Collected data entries
○ ○ ○ ○ ○ ○ ○

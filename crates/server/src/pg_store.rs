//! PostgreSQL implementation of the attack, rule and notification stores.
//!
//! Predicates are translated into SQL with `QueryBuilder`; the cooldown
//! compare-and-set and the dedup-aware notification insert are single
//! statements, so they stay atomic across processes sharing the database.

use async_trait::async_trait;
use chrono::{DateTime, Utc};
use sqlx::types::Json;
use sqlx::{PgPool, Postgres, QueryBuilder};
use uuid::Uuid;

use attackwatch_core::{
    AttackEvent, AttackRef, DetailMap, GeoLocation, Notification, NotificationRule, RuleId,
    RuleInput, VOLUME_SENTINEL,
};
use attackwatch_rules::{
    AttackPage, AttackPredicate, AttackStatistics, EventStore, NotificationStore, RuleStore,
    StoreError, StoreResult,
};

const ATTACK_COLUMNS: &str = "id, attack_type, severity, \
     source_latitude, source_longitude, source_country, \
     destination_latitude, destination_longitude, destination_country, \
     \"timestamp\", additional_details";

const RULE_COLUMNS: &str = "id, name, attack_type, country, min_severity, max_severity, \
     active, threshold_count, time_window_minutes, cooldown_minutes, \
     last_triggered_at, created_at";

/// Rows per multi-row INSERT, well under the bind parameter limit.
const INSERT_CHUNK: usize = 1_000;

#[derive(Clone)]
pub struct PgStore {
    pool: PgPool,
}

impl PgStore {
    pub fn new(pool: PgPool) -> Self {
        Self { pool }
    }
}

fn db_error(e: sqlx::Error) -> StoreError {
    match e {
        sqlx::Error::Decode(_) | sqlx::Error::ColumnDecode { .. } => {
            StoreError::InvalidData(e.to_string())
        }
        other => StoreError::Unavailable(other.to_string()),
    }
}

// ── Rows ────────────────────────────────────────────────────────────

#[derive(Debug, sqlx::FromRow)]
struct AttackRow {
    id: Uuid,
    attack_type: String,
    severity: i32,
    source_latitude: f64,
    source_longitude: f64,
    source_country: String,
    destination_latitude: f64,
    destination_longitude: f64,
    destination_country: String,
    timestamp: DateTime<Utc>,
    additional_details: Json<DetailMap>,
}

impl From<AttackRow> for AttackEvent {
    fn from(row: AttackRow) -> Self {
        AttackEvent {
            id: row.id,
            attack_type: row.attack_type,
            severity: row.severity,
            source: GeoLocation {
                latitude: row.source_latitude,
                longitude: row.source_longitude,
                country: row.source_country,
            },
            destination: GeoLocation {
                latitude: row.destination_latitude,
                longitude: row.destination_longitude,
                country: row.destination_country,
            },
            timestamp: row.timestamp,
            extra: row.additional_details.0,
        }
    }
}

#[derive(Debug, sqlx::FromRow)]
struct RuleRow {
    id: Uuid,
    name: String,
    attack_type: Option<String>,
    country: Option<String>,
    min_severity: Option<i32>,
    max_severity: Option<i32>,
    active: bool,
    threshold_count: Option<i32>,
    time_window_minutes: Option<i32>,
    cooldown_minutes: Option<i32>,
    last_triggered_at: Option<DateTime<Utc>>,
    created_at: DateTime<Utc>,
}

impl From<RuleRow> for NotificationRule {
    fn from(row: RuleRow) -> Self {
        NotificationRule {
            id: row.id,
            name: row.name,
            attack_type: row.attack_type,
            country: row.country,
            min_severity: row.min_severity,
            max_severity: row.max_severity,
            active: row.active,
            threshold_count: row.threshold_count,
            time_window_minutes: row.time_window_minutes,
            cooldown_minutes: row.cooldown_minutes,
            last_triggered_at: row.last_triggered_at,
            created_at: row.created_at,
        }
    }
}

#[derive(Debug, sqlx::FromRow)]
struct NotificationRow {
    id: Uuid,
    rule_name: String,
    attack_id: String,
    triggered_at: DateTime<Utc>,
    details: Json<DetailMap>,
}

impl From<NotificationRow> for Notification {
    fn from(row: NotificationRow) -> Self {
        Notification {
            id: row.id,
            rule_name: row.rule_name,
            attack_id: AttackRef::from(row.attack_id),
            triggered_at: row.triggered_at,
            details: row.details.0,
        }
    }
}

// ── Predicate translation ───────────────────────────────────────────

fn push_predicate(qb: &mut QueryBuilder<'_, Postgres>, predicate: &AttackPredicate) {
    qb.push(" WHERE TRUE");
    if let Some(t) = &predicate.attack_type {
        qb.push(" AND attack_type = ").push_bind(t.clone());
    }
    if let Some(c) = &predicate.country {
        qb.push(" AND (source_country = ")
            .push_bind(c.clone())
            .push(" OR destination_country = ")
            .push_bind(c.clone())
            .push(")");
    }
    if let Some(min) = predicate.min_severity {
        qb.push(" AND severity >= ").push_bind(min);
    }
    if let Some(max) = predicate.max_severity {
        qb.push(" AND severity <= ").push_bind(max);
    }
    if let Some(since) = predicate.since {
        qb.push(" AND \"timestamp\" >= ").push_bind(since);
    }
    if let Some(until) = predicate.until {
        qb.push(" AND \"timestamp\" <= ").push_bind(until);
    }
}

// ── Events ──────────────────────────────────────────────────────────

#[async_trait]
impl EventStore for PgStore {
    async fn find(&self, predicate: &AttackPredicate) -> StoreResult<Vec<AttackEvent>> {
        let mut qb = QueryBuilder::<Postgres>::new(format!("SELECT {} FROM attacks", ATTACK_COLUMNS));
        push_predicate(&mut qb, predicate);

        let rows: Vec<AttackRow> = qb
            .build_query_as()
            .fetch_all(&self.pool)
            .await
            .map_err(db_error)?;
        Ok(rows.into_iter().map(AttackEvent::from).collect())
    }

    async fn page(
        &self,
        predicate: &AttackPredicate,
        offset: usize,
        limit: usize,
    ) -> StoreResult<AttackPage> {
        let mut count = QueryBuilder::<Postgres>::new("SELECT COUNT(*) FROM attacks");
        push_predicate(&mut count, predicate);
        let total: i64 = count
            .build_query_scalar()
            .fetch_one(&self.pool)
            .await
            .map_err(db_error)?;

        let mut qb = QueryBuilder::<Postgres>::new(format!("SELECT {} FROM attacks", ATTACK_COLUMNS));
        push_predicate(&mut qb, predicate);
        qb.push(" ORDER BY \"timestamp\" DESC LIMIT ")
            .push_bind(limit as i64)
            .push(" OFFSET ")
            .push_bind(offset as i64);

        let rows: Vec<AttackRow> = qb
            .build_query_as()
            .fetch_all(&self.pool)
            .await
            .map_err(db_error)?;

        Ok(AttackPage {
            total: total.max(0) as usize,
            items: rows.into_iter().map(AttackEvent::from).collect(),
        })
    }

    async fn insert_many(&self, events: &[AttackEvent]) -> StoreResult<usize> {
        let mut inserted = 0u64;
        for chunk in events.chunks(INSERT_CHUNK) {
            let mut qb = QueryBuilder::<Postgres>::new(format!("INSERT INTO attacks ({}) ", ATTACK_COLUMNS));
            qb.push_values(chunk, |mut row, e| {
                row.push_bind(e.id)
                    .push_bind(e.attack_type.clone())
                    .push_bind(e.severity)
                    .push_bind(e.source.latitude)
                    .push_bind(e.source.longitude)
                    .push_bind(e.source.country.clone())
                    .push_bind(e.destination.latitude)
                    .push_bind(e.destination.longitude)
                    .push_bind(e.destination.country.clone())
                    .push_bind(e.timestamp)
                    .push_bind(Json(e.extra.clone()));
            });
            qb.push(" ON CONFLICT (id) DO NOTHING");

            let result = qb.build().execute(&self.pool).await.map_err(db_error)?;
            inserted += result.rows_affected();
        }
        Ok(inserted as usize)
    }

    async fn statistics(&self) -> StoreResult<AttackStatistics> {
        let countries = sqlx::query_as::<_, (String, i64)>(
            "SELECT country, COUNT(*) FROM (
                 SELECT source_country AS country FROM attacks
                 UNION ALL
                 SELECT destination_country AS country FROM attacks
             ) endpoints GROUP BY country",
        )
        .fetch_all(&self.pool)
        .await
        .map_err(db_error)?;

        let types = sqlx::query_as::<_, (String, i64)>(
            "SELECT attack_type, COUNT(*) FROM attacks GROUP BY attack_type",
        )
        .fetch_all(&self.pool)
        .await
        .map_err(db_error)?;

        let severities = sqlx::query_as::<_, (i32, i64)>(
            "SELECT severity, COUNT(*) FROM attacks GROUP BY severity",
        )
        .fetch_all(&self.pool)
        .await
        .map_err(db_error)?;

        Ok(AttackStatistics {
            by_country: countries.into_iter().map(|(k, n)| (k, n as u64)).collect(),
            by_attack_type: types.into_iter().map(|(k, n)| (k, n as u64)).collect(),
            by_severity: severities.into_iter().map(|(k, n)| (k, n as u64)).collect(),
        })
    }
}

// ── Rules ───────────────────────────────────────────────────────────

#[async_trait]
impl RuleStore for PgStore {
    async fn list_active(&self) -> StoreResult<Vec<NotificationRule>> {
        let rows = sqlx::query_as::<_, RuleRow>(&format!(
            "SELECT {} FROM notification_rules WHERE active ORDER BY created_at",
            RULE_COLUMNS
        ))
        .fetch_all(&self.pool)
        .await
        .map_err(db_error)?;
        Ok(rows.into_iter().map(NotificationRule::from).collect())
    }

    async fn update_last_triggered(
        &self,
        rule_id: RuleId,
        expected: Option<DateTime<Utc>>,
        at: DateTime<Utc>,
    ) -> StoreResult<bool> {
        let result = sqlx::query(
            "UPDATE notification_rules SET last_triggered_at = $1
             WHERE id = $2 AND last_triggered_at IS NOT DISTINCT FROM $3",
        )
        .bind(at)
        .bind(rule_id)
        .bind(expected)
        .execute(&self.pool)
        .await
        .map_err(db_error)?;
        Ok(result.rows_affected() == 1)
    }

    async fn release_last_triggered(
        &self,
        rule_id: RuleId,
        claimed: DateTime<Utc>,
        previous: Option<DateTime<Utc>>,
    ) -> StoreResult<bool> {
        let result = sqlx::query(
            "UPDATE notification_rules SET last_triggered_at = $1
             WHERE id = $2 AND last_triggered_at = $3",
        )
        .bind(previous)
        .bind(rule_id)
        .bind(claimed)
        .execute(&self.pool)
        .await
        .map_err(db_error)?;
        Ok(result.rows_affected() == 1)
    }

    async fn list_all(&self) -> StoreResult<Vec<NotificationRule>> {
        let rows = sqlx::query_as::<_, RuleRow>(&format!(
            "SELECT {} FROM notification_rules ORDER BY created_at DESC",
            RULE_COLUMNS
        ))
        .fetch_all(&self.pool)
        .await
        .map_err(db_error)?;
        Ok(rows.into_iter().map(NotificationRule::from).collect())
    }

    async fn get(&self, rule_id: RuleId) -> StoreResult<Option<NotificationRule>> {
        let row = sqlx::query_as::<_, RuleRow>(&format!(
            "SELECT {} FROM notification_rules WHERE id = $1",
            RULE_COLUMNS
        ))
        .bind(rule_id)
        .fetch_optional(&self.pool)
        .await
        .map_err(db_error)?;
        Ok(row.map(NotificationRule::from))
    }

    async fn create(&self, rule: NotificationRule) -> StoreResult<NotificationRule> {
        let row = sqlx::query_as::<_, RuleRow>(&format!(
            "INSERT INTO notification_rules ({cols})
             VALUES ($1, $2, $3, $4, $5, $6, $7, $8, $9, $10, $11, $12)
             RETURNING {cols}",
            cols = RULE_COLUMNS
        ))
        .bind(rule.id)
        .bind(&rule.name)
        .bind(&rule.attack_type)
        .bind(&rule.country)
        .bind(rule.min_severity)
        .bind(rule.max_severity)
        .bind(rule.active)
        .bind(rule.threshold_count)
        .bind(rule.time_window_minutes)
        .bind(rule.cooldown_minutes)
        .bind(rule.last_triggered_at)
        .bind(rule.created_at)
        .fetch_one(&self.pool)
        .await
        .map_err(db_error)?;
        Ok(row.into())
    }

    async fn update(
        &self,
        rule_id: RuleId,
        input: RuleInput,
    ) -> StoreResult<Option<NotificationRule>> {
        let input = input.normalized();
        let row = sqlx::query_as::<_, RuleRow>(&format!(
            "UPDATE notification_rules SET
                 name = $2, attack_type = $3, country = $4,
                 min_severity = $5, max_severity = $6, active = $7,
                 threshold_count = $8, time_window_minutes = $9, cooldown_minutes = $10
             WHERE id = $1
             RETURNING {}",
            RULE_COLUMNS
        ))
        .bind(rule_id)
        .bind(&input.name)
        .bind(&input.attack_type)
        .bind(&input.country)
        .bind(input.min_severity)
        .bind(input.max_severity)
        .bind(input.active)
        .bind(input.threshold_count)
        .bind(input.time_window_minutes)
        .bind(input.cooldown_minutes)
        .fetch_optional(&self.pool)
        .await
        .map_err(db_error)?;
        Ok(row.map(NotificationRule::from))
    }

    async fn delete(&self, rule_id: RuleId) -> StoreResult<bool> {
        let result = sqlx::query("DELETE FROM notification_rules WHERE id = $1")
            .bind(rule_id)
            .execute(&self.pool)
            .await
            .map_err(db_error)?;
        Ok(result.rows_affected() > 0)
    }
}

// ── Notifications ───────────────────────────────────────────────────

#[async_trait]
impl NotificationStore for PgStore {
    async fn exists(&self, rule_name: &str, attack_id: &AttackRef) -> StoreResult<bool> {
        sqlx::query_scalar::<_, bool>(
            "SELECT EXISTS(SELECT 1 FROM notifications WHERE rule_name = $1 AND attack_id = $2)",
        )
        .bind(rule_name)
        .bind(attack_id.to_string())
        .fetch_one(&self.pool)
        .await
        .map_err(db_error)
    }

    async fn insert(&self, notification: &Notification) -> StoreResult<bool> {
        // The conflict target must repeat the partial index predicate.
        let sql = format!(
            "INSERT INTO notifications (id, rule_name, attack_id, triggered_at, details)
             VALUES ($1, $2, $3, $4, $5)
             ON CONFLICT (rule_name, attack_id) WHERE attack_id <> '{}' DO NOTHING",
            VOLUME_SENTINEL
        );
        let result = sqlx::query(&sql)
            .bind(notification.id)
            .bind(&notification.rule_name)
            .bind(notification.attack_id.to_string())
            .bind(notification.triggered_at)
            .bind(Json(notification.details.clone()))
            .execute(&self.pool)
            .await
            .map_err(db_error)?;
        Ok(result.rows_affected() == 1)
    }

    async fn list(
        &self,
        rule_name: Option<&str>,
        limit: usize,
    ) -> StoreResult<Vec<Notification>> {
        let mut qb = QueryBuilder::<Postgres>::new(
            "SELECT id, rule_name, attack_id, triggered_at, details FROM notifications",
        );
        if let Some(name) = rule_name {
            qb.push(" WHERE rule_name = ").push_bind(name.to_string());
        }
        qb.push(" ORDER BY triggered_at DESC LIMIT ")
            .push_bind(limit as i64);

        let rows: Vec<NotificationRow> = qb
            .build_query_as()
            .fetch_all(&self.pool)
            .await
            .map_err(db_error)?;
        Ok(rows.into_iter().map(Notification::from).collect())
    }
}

○ ○ ○ ○ ○ ○ ○

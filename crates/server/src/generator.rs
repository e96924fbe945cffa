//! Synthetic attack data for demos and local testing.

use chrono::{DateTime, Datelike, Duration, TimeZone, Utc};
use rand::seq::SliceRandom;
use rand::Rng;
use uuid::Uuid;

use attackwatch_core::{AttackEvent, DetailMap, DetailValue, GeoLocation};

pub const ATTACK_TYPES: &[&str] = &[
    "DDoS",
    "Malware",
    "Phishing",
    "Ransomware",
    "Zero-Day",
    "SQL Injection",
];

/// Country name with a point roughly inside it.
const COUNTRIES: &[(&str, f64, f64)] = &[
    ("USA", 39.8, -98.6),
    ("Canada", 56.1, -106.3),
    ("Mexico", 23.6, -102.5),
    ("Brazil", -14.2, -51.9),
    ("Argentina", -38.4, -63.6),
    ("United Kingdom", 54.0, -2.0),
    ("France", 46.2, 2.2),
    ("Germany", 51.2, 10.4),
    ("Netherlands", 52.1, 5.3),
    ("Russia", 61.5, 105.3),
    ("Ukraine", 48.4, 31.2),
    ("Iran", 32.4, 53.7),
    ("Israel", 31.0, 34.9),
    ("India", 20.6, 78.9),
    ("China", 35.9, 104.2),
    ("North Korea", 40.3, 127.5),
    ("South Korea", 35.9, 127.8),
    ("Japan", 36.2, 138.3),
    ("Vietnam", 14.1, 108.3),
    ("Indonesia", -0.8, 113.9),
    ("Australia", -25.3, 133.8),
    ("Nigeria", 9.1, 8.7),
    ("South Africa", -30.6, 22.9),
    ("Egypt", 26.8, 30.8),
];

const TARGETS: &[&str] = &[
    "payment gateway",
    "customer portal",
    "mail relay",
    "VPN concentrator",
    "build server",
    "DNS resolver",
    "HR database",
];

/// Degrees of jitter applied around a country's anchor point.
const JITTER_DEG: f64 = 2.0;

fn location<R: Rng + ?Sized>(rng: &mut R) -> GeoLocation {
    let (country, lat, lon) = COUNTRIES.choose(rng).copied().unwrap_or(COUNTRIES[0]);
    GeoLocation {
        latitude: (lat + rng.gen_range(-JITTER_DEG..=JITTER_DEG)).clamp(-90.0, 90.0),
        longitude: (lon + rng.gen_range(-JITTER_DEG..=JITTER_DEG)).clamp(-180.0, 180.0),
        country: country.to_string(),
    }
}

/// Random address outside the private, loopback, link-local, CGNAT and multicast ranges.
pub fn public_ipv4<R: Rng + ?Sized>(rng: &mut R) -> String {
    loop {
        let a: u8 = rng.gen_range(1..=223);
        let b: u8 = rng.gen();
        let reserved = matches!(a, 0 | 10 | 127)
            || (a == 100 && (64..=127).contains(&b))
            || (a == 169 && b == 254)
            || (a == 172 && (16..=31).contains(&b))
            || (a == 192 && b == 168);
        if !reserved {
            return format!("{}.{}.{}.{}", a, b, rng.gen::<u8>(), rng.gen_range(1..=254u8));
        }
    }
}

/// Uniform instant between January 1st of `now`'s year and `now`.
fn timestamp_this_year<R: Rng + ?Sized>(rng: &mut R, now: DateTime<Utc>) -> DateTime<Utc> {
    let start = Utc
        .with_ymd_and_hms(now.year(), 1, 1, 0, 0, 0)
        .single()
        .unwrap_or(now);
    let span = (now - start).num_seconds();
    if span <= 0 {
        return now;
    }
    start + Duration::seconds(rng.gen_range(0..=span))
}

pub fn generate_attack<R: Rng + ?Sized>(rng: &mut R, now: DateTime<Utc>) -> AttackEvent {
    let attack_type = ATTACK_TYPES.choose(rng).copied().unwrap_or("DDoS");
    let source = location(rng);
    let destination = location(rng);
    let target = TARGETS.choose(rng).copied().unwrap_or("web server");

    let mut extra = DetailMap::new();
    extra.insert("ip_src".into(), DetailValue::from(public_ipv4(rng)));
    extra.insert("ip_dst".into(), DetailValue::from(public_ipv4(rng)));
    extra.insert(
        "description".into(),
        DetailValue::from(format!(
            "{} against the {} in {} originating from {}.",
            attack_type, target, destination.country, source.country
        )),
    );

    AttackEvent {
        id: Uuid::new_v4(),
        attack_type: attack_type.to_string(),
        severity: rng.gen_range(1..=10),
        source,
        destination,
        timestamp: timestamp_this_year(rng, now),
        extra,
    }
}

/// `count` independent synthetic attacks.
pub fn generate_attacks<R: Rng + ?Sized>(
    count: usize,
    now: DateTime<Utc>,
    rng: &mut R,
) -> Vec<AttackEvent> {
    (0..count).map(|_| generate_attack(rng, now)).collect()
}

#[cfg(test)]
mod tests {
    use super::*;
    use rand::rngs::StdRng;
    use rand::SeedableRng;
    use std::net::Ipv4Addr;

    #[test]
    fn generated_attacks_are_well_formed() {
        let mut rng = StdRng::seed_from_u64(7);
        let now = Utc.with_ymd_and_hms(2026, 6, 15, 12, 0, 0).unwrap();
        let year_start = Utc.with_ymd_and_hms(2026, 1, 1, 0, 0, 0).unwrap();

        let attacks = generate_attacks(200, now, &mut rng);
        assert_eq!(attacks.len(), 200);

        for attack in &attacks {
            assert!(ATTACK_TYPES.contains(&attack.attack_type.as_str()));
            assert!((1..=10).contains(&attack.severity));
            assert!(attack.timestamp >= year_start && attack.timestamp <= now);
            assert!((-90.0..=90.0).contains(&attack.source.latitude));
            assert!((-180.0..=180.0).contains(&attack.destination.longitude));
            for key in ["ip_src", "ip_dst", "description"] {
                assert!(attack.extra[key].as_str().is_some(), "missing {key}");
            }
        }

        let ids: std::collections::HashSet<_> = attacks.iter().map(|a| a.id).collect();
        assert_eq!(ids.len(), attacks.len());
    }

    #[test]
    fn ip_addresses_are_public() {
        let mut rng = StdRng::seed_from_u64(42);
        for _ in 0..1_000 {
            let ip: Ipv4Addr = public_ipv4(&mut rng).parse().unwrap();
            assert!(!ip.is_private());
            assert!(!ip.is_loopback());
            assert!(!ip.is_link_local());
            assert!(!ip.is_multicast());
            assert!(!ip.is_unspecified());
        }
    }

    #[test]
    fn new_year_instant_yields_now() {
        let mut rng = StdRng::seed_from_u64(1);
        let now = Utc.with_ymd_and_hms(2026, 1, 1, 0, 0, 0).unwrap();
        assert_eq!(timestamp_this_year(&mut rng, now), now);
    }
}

○ ○ ○ ○ ○ ○ ○

=== TASK DIRECTIONS ===
Please report how many lines of the entries above contain the string "choose". Reply with only the number.

=== ANSWER SECTION ===
3